# Vigilantism



## Living on a Prayer (Jun 15, 2010)

The beats of a generic house song were making the club into a place of deafening silence; I could not hear myself think, and surely couldn’t hear anyone else speak. It was almost refreshing. Interesting. I don't like clubs. 

I had a job in here, though. I had to kill some dope slinging bastard for an old friend. I call him Rico Suave, he's a 40-something washed up DEA agent who wears a little too much Drakkar Noir, but I've always liked him. He's a good guy.

Jobs are given to me by friends of friends of friends of friends. The only people who contact me directly are friends, like Rico Suave, and people who can pay to have it covered up. 

My boy Rico usually gave me stupid shit; blow up a cartel van, maybe harass some punkass dealers or something, but I'd do because I owe him. He's good like that, helps me out when I need it, and then I go and help him out.
However, this time, he actually gave me something good. Drug dealer, higher level, probably right below a major boss in their little hierarchy, but he bled like everyone else. He was known as Popeye. Rico's description: "Imagine Popeye went black, and got a lot more ugly, and a lot shorter." 

But apparently this guy was pretty good. Black Belt in whatever the fuck art, packed heat more than me, and he had a few attempts on his life already. Amateaur hour though. I'm a quiet professional. 

The catch, because there's always a catch; kill him in his own club, in fucking Midtown, on Saturday night.
I’m always up for a challenge.

The club, called "Estranged People", right off of the grid, but it was home for some washed up celebs, and some rising stars, and the usual club crowd. The men were all dressed the same. Dress shirt, jeans, way too much cologne. The ladies wore hardly anything, and a boatload of makeup. I threw on some stuff from my boy Calvin Klein and his pal Ralph Lauren, so I'd fit in.

I fucking hate clubs for a few damn good reasons. Primarily, it's so fucking loud that you can hardly hear anything, secondarily, it's so goddamn dark you can hardly see anything, and thirdly, it's so fucking close that you can bump into anyone, and you can feel steel more easily than at a goddamn 50 Cent concert. 

The bar looked great right now. I waltzed over to it, asked the bartender for Ketel One on the rocks, even though I wouldn't drink it. No need for something to slow myself down. I accepted the drink and let the guy have a twenty for being awesome. I knew him. He did the same thing as me. He gave me a nod and said,
"Next one's on the house, buddy." I nodded back.

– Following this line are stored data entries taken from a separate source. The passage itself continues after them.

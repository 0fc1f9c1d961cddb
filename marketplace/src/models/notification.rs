// marketplace/src/models/notification.rs

use crate::errors::{AppError, Result};
use crate::models::user::{Actor, Role};
use chrono::{DateTime, Utc};
use serde::{Deserialize, Serialize};
use sqlx::FromRow;
use uuid::Uuid;

/// Who a notification is for: one user, or everyone holding a role.
#[derive(Debug, Clone, Copy, PartialEq, Eq, Serialize, Deserialize)]
#[serde(tag = "kind", content = "target", rename_all = "lowercase")]
pub enum Recipient {
  User(Uuid),
  Role(Role),
}

impl Recipient {
  /// Exactly one of the two must be given.
  pub fn from_parts(user_id: Option<Uuid>, role: Option<Role>) -> Result<Self> {
    match (user_id, role) {
      (Some(user_id), None) => Ok(Recipient::User(user_id)),
      (None, Some(role)) => Ok(Recipient::Role(role)),
      (None, None) => Err(AppError::Validation(
        "Notification recipient must name a user or a role.".to_string(),
      )),
      (Some(_), Some(_)) => Err(AppError::Validation(
        "Notification recipient cannot be both a user and a role.".to_string(),
      )),
    }
  }
}

#[derive(Debug, Clone, Serialize, FromRow)]
pub struct Notification {
  pub id: Uuid,
  pub recipient_user_id: Option<Uuid>,
  pub recipient_role: Option<Role>,
  pub title: String,
  pub message: String,
  pub link: Option<String>,
  pub is_read: bool,
  pub created_at: DateTime<Utc>,
}

impl Notification {
  pub fn new(recipient: Recipient, title: impl Into<String>, message: impl Into<String>, link: Option<String>) -> Self {
    let (recipient_user_id, recipient_role) = match recipient {
      Recipient::User(id) => (Some(id), None),
      Recipient::Role(role) => (None, Some(role)),
    };
    Self {
      id: Uuid::new_v4(),
      recipient_user_id,
      recipient_role,
      title: title.into(),
      message: message.into(),
      link,
      is_read: false,
      created_at: Utc::now(),
    }
  }

  pub fn is_addressed_to(&self, actor: &Actor) -> bool {
    self.recipient_user_id == Some(actor.user_id) || self.recipient_role == Some(actor.role)
  }
}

I never thought of myself as an attractive guy, I'm no Channing Tatum or Brad Pitt or whoever's the big thing now. But I get hit on at bars like it's my fucking job. Mostly by wasted women. Usually they're pretty cute, and tonight was no exception.
"Hey there...wanna come back to my house and hang?" she said. Probably 23, pretty face, rockin' body, but she was kinda drunk. She was aware of what she was doing, but didn't care.

"Uhhh not really, I'm kinda meeting someone." I said, thinking about what I had to do later.

"Awww, come on, it'll be fun!" she said. She was getting persistent, grabbing me and calling her friends over.

"You're such a faggot! Why the fuck won't you come over and have fun with us? Are you gay or something?" she sputtered, and I wasn't too sure what to do, so I lied, which I'm good at.

"Sorry, I love the cock more than boobies. Just kidding, but I'm meeting my girlfriend here tonight, sorry ladies!" 

That sent them on their way. Thank God. I saw the club owner standing over the place in his little balcony. He was a fucking tool. I had to get in there with him, and I couldn't just walk in. The easiest way would be to get dragged in by their security. Bar fight. Easy enough.

I took the drink in my hand, and bumped into someone a little too much. He turned around and looked at me, and I looked at him.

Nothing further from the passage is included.